[Required action]:
Can you return the records below exactly as they stand, but only from the first line through the one with "fn default() ->"?

[Source information]:
|---|
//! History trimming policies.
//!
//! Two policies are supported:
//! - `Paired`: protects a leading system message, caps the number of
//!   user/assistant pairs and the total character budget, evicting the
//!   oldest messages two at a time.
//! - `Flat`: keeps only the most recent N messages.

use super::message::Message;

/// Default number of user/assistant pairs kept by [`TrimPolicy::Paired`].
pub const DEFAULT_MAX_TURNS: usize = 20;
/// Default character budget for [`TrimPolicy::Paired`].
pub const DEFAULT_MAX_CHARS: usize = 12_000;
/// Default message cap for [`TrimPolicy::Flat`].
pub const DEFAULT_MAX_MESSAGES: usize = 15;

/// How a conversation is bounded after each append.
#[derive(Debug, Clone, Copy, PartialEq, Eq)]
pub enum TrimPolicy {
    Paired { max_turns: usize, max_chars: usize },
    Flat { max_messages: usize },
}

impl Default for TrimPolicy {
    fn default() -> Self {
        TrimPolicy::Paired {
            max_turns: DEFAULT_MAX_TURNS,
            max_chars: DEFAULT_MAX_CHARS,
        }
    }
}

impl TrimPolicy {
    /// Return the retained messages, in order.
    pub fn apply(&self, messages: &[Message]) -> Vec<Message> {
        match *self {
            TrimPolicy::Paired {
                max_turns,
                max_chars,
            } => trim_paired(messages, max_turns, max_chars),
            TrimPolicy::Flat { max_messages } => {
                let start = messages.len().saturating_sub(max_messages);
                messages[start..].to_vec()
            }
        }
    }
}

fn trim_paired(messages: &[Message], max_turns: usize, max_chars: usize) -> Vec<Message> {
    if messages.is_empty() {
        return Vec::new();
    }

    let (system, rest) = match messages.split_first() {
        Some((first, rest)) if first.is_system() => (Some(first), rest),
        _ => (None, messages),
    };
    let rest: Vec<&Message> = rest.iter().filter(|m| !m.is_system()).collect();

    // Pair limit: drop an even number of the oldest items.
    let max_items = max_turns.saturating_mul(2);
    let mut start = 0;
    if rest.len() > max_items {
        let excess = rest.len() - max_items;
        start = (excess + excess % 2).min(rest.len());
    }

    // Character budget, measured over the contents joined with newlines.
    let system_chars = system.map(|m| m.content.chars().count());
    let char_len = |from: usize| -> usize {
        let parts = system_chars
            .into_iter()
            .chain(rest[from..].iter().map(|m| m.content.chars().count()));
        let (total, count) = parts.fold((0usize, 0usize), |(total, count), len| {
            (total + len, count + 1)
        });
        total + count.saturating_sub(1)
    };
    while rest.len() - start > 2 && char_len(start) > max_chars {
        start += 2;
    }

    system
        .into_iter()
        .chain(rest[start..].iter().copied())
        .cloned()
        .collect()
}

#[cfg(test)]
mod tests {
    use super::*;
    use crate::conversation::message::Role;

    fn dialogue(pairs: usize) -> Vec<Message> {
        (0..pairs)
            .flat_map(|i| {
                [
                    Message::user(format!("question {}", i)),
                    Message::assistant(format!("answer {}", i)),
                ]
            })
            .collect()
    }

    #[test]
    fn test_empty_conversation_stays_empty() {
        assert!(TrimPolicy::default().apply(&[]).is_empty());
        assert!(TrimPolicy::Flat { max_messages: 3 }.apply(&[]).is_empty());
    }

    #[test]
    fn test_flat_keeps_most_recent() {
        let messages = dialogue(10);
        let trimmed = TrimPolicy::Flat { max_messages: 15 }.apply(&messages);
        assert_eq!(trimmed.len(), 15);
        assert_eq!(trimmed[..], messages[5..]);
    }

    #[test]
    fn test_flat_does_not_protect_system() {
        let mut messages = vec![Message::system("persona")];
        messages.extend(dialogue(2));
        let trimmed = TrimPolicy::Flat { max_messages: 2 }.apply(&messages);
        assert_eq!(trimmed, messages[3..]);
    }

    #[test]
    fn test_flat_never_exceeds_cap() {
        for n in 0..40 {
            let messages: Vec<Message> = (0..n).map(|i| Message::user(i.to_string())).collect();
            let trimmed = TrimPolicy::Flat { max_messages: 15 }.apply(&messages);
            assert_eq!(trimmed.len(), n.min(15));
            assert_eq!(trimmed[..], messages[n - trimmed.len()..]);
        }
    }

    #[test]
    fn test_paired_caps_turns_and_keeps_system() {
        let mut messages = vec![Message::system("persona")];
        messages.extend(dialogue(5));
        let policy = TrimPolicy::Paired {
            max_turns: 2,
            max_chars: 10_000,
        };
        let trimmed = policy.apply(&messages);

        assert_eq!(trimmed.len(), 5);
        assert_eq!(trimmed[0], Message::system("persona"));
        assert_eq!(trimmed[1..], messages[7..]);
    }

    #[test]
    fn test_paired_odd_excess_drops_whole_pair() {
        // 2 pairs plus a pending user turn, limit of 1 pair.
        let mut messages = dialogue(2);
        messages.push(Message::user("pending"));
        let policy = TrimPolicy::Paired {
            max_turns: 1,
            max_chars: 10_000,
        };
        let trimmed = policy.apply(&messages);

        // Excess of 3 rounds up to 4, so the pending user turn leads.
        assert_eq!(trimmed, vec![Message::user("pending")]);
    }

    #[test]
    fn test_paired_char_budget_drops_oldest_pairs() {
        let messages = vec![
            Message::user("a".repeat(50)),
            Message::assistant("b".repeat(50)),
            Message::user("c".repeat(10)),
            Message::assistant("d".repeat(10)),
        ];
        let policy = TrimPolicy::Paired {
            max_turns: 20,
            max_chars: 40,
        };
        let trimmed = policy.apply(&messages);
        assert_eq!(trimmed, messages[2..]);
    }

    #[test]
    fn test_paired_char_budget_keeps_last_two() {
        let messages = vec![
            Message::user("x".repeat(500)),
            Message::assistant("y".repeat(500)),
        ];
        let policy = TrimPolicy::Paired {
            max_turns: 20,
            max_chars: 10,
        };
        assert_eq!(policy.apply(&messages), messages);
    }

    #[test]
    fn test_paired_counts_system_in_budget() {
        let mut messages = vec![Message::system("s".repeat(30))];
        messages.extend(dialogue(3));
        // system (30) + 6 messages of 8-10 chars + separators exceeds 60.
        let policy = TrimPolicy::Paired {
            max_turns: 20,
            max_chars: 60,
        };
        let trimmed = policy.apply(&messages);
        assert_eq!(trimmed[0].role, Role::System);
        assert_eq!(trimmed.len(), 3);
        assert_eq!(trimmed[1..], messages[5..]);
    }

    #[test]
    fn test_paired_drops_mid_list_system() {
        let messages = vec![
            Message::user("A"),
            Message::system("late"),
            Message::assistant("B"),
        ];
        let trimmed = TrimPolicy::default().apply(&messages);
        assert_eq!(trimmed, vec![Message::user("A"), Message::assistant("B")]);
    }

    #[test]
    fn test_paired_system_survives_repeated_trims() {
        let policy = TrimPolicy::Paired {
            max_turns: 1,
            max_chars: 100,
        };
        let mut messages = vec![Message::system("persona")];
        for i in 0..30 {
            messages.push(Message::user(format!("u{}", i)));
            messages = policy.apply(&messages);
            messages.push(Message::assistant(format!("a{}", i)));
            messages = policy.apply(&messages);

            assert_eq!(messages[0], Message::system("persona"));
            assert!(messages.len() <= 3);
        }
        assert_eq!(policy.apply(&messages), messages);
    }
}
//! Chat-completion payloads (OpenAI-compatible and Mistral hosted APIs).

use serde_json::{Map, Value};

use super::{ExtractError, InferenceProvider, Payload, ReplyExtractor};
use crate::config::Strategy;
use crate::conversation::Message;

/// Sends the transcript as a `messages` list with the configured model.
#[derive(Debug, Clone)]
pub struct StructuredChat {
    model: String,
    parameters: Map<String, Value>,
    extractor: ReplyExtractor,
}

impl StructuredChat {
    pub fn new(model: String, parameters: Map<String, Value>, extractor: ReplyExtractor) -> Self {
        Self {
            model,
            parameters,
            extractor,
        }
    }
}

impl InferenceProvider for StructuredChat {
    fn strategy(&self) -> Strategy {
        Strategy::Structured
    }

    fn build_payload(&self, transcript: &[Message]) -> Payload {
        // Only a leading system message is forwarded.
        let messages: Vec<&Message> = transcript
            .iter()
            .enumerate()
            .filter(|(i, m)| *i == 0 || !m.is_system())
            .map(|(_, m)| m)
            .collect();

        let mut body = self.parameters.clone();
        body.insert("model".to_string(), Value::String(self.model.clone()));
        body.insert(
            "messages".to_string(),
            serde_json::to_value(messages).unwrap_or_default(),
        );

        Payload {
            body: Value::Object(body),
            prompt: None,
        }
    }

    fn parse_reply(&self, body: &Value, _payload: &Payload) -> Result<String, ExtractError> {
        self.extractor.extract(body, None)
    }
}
|---|
[Answer to the exercise]:
//! History trimming policies.
//!
//! Two policies are supported:
//! - `Paired`: protects a leading system message, caps the number of
//!   user/assistant pairs and the total character budget, evicting the
//!   oldest messages two at a time.
//! - `Flat`: keeps only the most recent N messages.

use super::message::Message;

/// Default number of user/assistant pairs kept by [`TrimPolicy::Paired`].
pub const DEFAULT_MAX_TURNS: usize = 20;
/// Default character budget for [`TrimPolicy::Paired`].
pub const DEFAULT_MAX_CHARS: usize = 12_000;
/// Default message cap for [`TrimPolicy::Flat`].
pub const DEFAULT_MAX_MESSAGES: usize = 15;

/// How a conversation is bounded after each append.
#[derive(Debug, Clone, Copy, PartialEq, Eq)]
pub enum TrimPolicy {
    Paired { max_turns: usize, max_chars: usize },
    Flat { max_messages: usize },
}

impl Default for TrimPolicy {
    fn default() -> Self {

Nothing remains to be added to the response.